2. Where did your idea for your main character, Freddie Ramos come from?
I am a teacher and a former school librarian. Freddie Ramos is a composite of the students I taught in a Title I elementary school in Northern Virginia. His first name was taken from a smiling first grade boy with a huge head of curly hair. His last name is after a sixth grade girl whose breezy attitude sometimes got her in trouble with her teachers. When I write, I begin with a picture in my mind of one of my students, but along the way, the character acquires personality traits from other people I know, including my two sons, my husband, and myself. In the end, the character becomes a person in his or her own right. The character of Freddie Ramos bears little resemblance now to his namesake, considering his signature hairstyle is a marine buzz cut. But that’s how writing is for me. I start with one idea and it morphs into another and then another. Sometimes I am amazed by how far my final story travels from the original idea.
3. Freddie Ramos is such a fun boy. Do you ever become attached to your characters when you write?
Freddie Ramos has become almost like a third son to me. I hear his voice in my head when I write his stories. At times, I say to myself: “That’s the way Freddie would say this,” or “That’s the way Freddie would think about this.”
Editors and reviewers often talk about voice. It is an elusive quality hard to capture and even harder to explain. As readers, we all know that some of us connect with certain main characters and therefore love the book. Other people can read the same book and find the character unappealing.
A writer has to really love a character to write a good story about him or her. And that is of course, a big part of the fun. When you care about a character, you care what happens to him. Right now, I am working on a middle grade novel. The more chapters I write, the more interested I become in the character’s story. At this point, I think I’m writing because I want to see how the story turns out and what will happen to the character. Stories and characters can take on a life of their own. That’s when the magic happens.
4. Who are some of the children authors that inspired you?
Jane Yolen is an inspiration to me because she writes in so many different genres: poetry, picture books, early readers, fantasy, etc.

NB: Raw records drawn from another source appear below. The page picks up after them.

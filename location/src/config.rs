use std::time::Duration;

use serde::{Deserialize, Serialize};

/// Accuracy/power trade-off class for location updates.
#[derive(Debug, Clone, Copy, PartialEq, Eq, Hash, Default, Serialize, Deserialize)]
#[serde(rename_all = "snake_case")]
pub enum Priority {
    /// Most accurate fix available, typically satellite based.
    #[default]
    HighAccuracy,
    /// Roughly block-level accuracy.
    BalancedPowerAccuracy,
    /// Roughly city-level accuracy.
    LowPower,
    /// Only fixes computed for other clients.
    NoPower,
}

/// How continuous location updates should be delivered.
///
/// Durations serialize as whole milliseconds.
#[derive(Debug, Clone, Copy, PartialEq, Eq, Serialize, Deserialize)]
pub struct UpdateRequestConfig {
    /// Desired update cadence.
    #[serde(with = "millis")]
    pub interval: Duration,
    /// Minimum spacing accepted when fixes arrive faster than `interval`.
    #[serde(with = "millis")]
    pub fastest_interval: Duration,
    /// Longest the provider may hold fixes back to deliver them as a batch.
    #[serde(with = "millis")]
    pub max_wait_time: Duration,
    /// Accuracy/power class.
    pub priority: Priority,
}

impl UpdateRequestConfig {
    /// Update cadence used by the location screen.
    pub const INTERVAL: Duration = Duration::from_secs(20);
    /// Fastest cadence used by the location screen.
    pub const FASTEST_INTERVAL: Duration = Duration::from_secs(10);
    /// Batching delay used by the location screen.
    pub const MAX_WAIT_TIME: Duration = Duration::from_secs(40);

    /// Whether the provider is allowed to batch fixes.
    #[must_use]
    pub fn allows_batching(&self) -> bool {
        self.max_wait_time > self.interval
    }
}

impl Default for UpdateRequestConfig {
    fn default() -> Self {
        Self {
            interval: Self::INTERVAL,
            fastest_interval: Self::FASTEST_INTERVAL,
            max_wait_time: Self::MAX_WAIT_TIME,
            priority: Priority::HighAccuracy,
        }
    }
}

mod millis {
    use std::time::Duration;

    use serde::{Deserialize, Deserializer, Serializer};

    pub fn serialize<S: Serializer>(value: &Duration, serializer: S) -> Result<S::Ok, S::Error> {
        serializer.serialize_u64(u64::try_from(value.as_millis()).unwrap_or(u64::MAX))
    }

    pub fn deserialize<'de, D: Deserializer<'de>>(deserializer: D) -> Result<Duration, D::Error> {
        u64::deserialize(deserializer).map(Duration::from_millis)
    }
}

I’m also a fan of any author who struggled for years to publish a book which later became a huge hit. For instance, Madeleine L’Engle’s A Wrinkle in Time. I paste those stories to a bulletin board near my desk to read when I am discouraged.

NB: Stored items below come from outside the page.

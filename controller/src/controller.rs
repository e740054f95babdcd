use async_channel::Receiver;
use futures::future::LocalBoxFuture;
use futures::stream::FuturesUnordered;
use futures::{FutureExt, StreamExt};
use geoscreen_location::{
    CallbackHandle, Coordinate, Location, LocationBatch, LocationProvider, LocationResult,
    SettingsOutcome, SettingsRequest, UpdateRequestConfig, UpdateSink, update_channel,
};
use geoscreen_permission::{PermissionError, PermissionGate, PermissionGrants};
use log::{debug, info, trace, warn};

use crate::{
    ButtonLabel, DisplayLog, LastLocationOutcome, ScreenConfig, SettingsVerdict, StartOutcome,
    StopOutcome, ToggleButton, ToggleOutcome, TrackingState,
};

/// Controller behind the single location screen.
///
/// Owns the tracking state, the toggle button and the display log. Provider
/// and permission calls go through `P` and `G`; update batches arrive on an
/// internal channel whose sink is handed to the provider on each start.
#[derive(Debug)]
pub struct LocationScreenController<P, G> {
    provider: P,
    gate: G,
    config: ScreenConfig,
    state: TrackingState,
    view: ScreenView,
    sink: UpdateSink,
    updates: Receiver<LocationBatch>,
}

/// What the screen shows and what creation has bound so far.
#[derive(Debug)]
struct ScreenView {
    button: ToggleButton,
    log: DisplayLog,
    update_config: Option<UpdateRequestConfig>,
    callback: Option<CallbackHandle>,
    settings: SettingsVerdict,
    last_location: LastLocationOutcome,
}

/// One completed request of screen creation.
enum CreateStep {
    Permissions(Result<PermissionGrants, PermissionError>),
    Settings(SettingsOutcome),
    LastLocation(LocationResult<Option<Location>>),
}

impl ScreenView {
    fn new() -> Self {
        Self {
            button: ToggleButton::default(),
            log: DisplayLog::new(),
            update_config: None,
            callback: None,
            settings: SettingsVerdict::Pending,
            last_location: LastLocationOutcome::Pending,
        }
    }

    fn apply_permissions(&mut self, result: Result<PermissionGrants, PermissionError>) -> bool {
        let grants = result.unwrap_or_else(|err| {
            warn!("location permission request failed: {err}");
            PermissionGrants::new()
        });

        if !grants.any_location_granted() {
            debug!("no location permission granted, disabling update toggle");
            self.button.enabled = false;
        }
        self.button.enabled
    }

    fn apply_settings<P: LocationProvider>(
        &mut self,
        provider: &P,
        request_code: i32,
        outcome: SettingsOutcome,
    ) -> &SettingsVerdict {
        self.settings = match outcome {
            SettingsOutcome::Satisfied => {
                if self.update_config.is_none() {
                    self.update_config = Some(UpdateRequestConfig::default());
                    self.callback = Some(CallbackHandle::next());
                }
                SettingsVerdict::Configured
            }
            SettingsOutcome::ResolutionRequired(resolution) => {
                match provider.launch_resolution(&resolution, request_code) {
                    Ok(()) => SettingsVerdict::ResolutionLaunched,
                    Err(err) => {
                        debug!("settings resolution not launched: {err}");
                        SettingsVerdict::ResolutionLaunchFailed(err)
                    }
                }
            }
            SettingsOutcome::Unresolvable(reason) => {
                debug!("location settings unresolvable: {reason}");
                SettingsVerdict::Unresolvable
            }
        };
        &self.settings
    }

    fn apply_last_location(
        &mut self,
        result: Option<LocationResult<Option<Location>>>,
    ) -> &LastLocationOutcome {
        self.last_location = match result {
            None => LastLocationOutcome::Skipped,
            Some(Ok(Some(location))) => {
                let coordinate = location.coordinate();
                self.log.push_coordinate(coordinate);
                LastLocationOutcome::Logged(coordinate)
            }
            Some(Ok(None)) => {
                self.log.push_missing();
                LastLocationOutcome::NoCachedLocation
            }
            Some(Err(err)) => {
                debug!("last location unavailable: {err}");
                LastLocationOutcome::Failed(err)
            }
        };
        &self.last_location
    }
}

impl<P: LocationProvider, G: PermissionGate> LocationScreenController<P, G> {
    /// Create a controller in the idle state. Nothing is requested until
    /// [`on_create`](Self::on_create).
    pub fn new(provider: P, gate: G, config: ScreenConfig) -> Self {
        let (sink, updates) = update_channel();
        Self {
            provider,
            gate,
            config,
            state: TrackingState::Idle,
            view: ScreenView::new(),
            sink,
            updates,
        }
    }

    /// Screen entry: request permissions, check settings and, if location
    /// access is already held, fetch the last known fix.
    ///
    /// The three requests run concurrently and each result is applied as soon
    /// as it arrives, so an open permission prompt does not hold back the
    /// settings check or the cached fix.
    pub async fn on_create(&mut self) {
        let permitted = self.gate.location_granted().await;
        let request = SettingsRequest::for_config(&UpdateRequestConfig::default());

        let Self {
            provider,
            gate,
            config,
            view,
            ..
        } = self;
        let (provider, gate, config) = (&*provider, &*gate, &*config);

        let mut steps: FuturesUnordered<LocalBoxFuture<'_, CreateStep>> = FuturesUnordered::new();
        steps.push(
            gate.request_all(&config.permissions)
                .map(CreateStep::Permissions)
                .boxed_local(),
        );
        steps.push(
            provider
                .check_settings(&request)
                .map(CreateStep::Settings)
                .boxed_local(),
        );
        if permitted {
            steps.push(
                provider
                    .last_location()
                    .map(CreateStep::LastLocation)
                    .boxed_local(),
            );
        } else {
            view.apply_last_location(None);
        }

        while let Some(step) = steps.next().await {
            match step {
                CreateStep::Permissions(result) => {
                    view.apply_permissions(result);
                }
                CreateStep::Settings(outcome) => {
                    view.apply_settings(provider, config.resolution_request_code, outcome);
                }
                CreateStep::LastLocation(result) => {
                    view.apply_last_location(Some(result));
                }
            }
        }
    }

    /// Apply the batch permission result. Returns whether the toggle stays
    /// enabled.
    pub fn apply_permissions(&mut self, result: Result<PermissionGrants, PermissionError>) -> bool {
        self.view.apply_permissions(result)
    }

    /// Apply the settings check result.
    ///
    /// On success the update config and callback are bound; they are never
    /// rebuilt by a later success. A resolvable failure launches the
    /// resolution flow.
    pub fn apply_settings(&mut self, outcome: SettingsOutcome) -> &SettingsVerdict {
        self.view
            .apply_settings(&self.provider, self.config.resolution_request_code, outcome)
    }

    /// Apply the last-location fetch. `None` means the fetch was skipped.
    pub fn apply_last_location(
        &mut self,
        result: Option<LocationResult<Option<Location>>>,
    ) -> &LastLocationOutcome {
        self.view.apply_last_location(result)
    }

    /// Handle a press of the toggle button.
    pub async fn toggle(&mut self) -> ToggleOutcome {
        if !self.view.button.enabled {
            return ToggleOutcome::Disabled;
        }
        if self.state.is_tracking() {
            ToggleOutcome::Stopped(self.stop_updates().await)
        } else {
            ToggleOutcome::Started(self.start_updates().await)
        }
    }

    /// Move to tracking and subscribe the bound callback.
    ///
    /// The label flips to "stop" even when the subscription is skipped.
    /// Calling this while a subscription is active does nothing.
    pub async fn start_updates(&mut self) -> StartOutcome {
        if self.state.is_subscribed() {
            return StartOutcome::AlreadyTracking;
        }

        self.state = TrackingState::Tracking { subscribed: false };
        self.view.button.label = ButtonLabel::Stop;

        if !self.gate.location_granted().await {
            info!("location updates not started: permission missing");
            return StartOutcome::PermissionMissing;
        }

        let (Some(config), Some(handle)) = (self.view.update_config, self.view.callback) else {
            info!("location updates not started: settings not verified");
            return StartOutcome::NotConfigured;
        };

        match self
            .provider
            .request_updates(&config, handle, self.sink.clone())
        {
            Ok(()) => {
                self.state = TrackingState::Tracking { subscribed: true };
                info!("location updates started for {handle}");
                StartOutcome::Subscribed
            }
            Err(err) => {
                warn!("location updates not started: {err}");
                StartOutcome::Failed(err)
            }
        }
    }

    /// Move to idle and unsubscribe the bound callback, whether or not it is
    /// active.
    pub async fn stop_updates(&mut self) -> StopOutcome {
        self.state = TrackingState::Idle;
        self.view.button.label = ButtonLabel::Start;

        let Some(handle) = self.view.callback else {
            return StopOutcome::NoCallback;
        };
        self.provider.remove_updates(handle).await;
        info!("location updates removed for {handle}");
        StopOutcome::Removed
    }

    /// Screen pause: force-stop updates.
    pub async fn on_pause(&mut self) -> StopOutcome {
        self.stop_updates().await
    }

    /// Log the newest fix of `batch`. Empty batches and batches arriving
    /// without an active subscription are ignored.
    pub fn handle_batch(&mut self, batch: &LocationBatch) -> Option<Coordinate> {
        if !self.state.is_subscribed() {
            trace!("dropping {} late location fixes", batch.len());
            return None;
        }
        if batch.is_empty() {
            trace!("empty location batch");
            return None;
        }
        let coordinate = batch.latest()?.coordinate();
        self.view.log.push_coordinate(coordinate);
        Some(coordinate)
    }

    /// Apply every batch already waiting on the update channel. Returns how
    /// many lines were logged.
    pub fn drain_updates(&mut self) -> usize {
        let mut logged = 0;
        while let Ok(batch) = self.updates.try_recv() {
            if self.handle_batch(&batch).is_some() {
                logged += 1;
            }
        }
        logged
    }

    /// Receiver for batches pushed by the provider.
    #[must_use]
    pub fn updates(&self) -> Receiver<LocationBatch> {
        self.updates.clone()
    }

    /// Current tracking state.
    #[must_use]
    pub const fn state(&self) -> TrackingState {
        self.state
    }

    /// Current toggle button.
    #[must_use]
    pub const fn button(&self) -> ToggleButton {
        self.view.button
    }

    /// Localized text of the toggle button.
    #[must_use]
    pub fn button_text(&self) -> &str {
        self.view.button.text(&self.config.labels)
    }

    /// The coordinate log.
    #[must_use]
    pub const fn log(&self) -> &DisplayLog {
        &self.view.log
    }

    /// Update config bound by a successful settings check.
    #[must_use]
    pub const fn update_config(&self) -> Option<&UpdateRequestConfig> {
        self.view.update_config.as_ref()
    }

    /// Callback handle bound by a successful settings check.
    #[must_use]
    pub const fn callback(&self) -> Option<CallbackHandle> {
        self.view.callback
    }

    /// Outcome of the settings check.
    #[must_use]
    pub const fn settings_verdict(&self) -> &SettingsVerdict {
        &self.view.settings
    }

    /// Outcome of the last-location fetch.
    #[must_use]
    pub const fn last_location(&self) -> &LastLocationOutcome {
        &self.view.last_location
    }

    /// The screen settings.
    #[must_use]
    pub const fn config(&self) -> &ScreenConfig {
        &self.config
    }

    /// The location provider.
    #[must_use]
    pub const fn provider(&self) -> &P {
        &self.provider
    }
}
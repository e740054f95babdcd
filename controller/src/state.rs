use geoscreen_location::{Coordinate, LocationError, ResolutionLaunchError};

use crate::ToggleLabels;

/// Whether the screen is following location updates.
#[derive(Debug, Clone, Copy, PartialEq, Eq, Default)]
pub enum TrackingState {
    /// No updates requested.
    #[default]
    Idle,
    /// The user asked for updates.
    ///
    /// `subscribed` is `false` when the start was skipped (missing permission,
    /// settings not yet verified, provider error): the button still reads
    /// "stop" but no subscription is active.
    Tracking {
        /// Whether a provider subscription is active.
        subscribed: bool,
    },
}

impl TrackingState {
    /// Whether the user has toggled tracking on.
    #[must_use]
    pub const fn is_tracking(self) -> bool {
        matches!(self, Self::Tracking { .. })
    }

    /// Whether a provider subscription is active.
    #[must_use]
    pub const fn is_subscribed(self) -> bool {
        matches!(self, Self::Tracking { subscribed: true })
    }
}

/// Which string the toggle button shows.
#[derive(Debug, Clone, Copy, PartialEq, Eq, Default)]
pub enum ButtonLabel {
    /// `start_update`.
    #[default]
    Start,
    /// `stop_update`.
    Stop,
}

/// The update toggle control.
#[derive(Debug, Clone, Copy, PartialEq, Eq)]
pub struct ToggleButton {
    /// Current label.
    pub label: ButtonLabel,
    /// Whether the user can press it.
    pub enabled: bool,
}

impl Default for ToggleButton {
    fn default() -> Self {
        Self {
            label: ButtonLabel::Start,
            enabled: true,
        }
    }
}

impl ToggleButton {
    /// The localized text for the current label.
    #[must_use]
    pub fn text<'a>(&self, labels: &'a ToggleLabels) -> &'a str {
        match self.label {
            ButtonLabel::Start => &labels.start_update,
            ButtonLabel::Stop => &labels.stop_update,
        }
    }
}

/// What the settings check led to.
#[derive(Debug, Clone, PartialEq, Eq, Default)]
pub enum SettingsVerdict {
    /// No result yet.
    #[default]
    Pending,
    /// Settings were adequate; the update config and callback are bound.
    Configured,
    /// The resolution flow was launched; its result is not consumed.
    ResolutionLaunched,
    /// The resolution flow could not be launched.
    ResolutionLaunchFailed(ResolutionLaunchError),
    /// Settings are inadequate with nothing to offer the user.
    Unresolvable,
}

/// What the one-shot last-location fetch produced.
#[derive(Debug, Clone, PartialEq, Default)]
pub enum LastLocationOutcome {
    /// Not fetched yet.
    #[default]
    Pending,
    /// Permission was missing at creation.
    Skipped,
    /// A cached fix was logged.
    Logged(Coordinate),
    /// The provider had no cached fix; the missing line was logged.
    NoCachedLocation,
    /// The provider failed; nothing was logged.
    Failed(LocationError),
}

/// Result of an Idle to Tracking transition.
#[derive(Debug, Clone, PartialEq, Eq)]
pub enum StartOutcome {
    /// The provider accepted the subscription.
    Subscribed,
    /// A subscription is already active; nothing was requested.
    AlreadyTracking,
    /// No location permission; the label flipped anyway.
    PermissionMissing,
    /// Settings have not been verified, so no config or callback is bound.
    NotConfigured,
    /// The provider rejected the subscription.
    Failed(LocationError),
}

/// Result of a Tracking to Idle transition.
#[derive(Debug, Clone, Copy, PartialEq, Eq)]
pub enum StopOutcome {
    /// `remove_updates` was issued for the bound callback.
    Removed,
    /// No callback was ever bound, so there was nothing to remove.
    NoCallback,
}

/// Result of pressing the toggle button.
#[derive(Debug, Clone, PartialEq, Eq)]
pub enum ToggleOutcome {
    /// The button is disabled; nothing happened.
    Disabled,
    /// Moved towards tracking.
    Started(StartOutcome),
    /// Moved back to idle.
    Stopped(StopOutcome),
}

5. You are also a teacher. Is there anything you wanted to see in children's literature that you decided to put in your writing?
Absolutely! I became serious about writing for children when I became a librarian and found holes in my collection on certain topics or reading levels. Zapato Power grew out of a desire to provide my students with a superhero on a lower reading level than what I currently found available. I had so many little boys in the library asking for books about superheroes. But most of the books were too difficult for them to read. So I decided to try to write my own superhero book. What began as a desire to write a book for my first and second grade students at a Title I Elementary School ended up being a book about them. After I decided to give my character super speed, I imagined my students with this newly acquired super skill. What would they want to do? How would their lives change? It was important to me to write a story about a real little boy who just happened to have his most fantastical dream come true. Wouldn’t we all want to acquire a superpower? But what would we do if it happened? What problems would we encounter? Those are the questions I think about as I write the Zapato Power series.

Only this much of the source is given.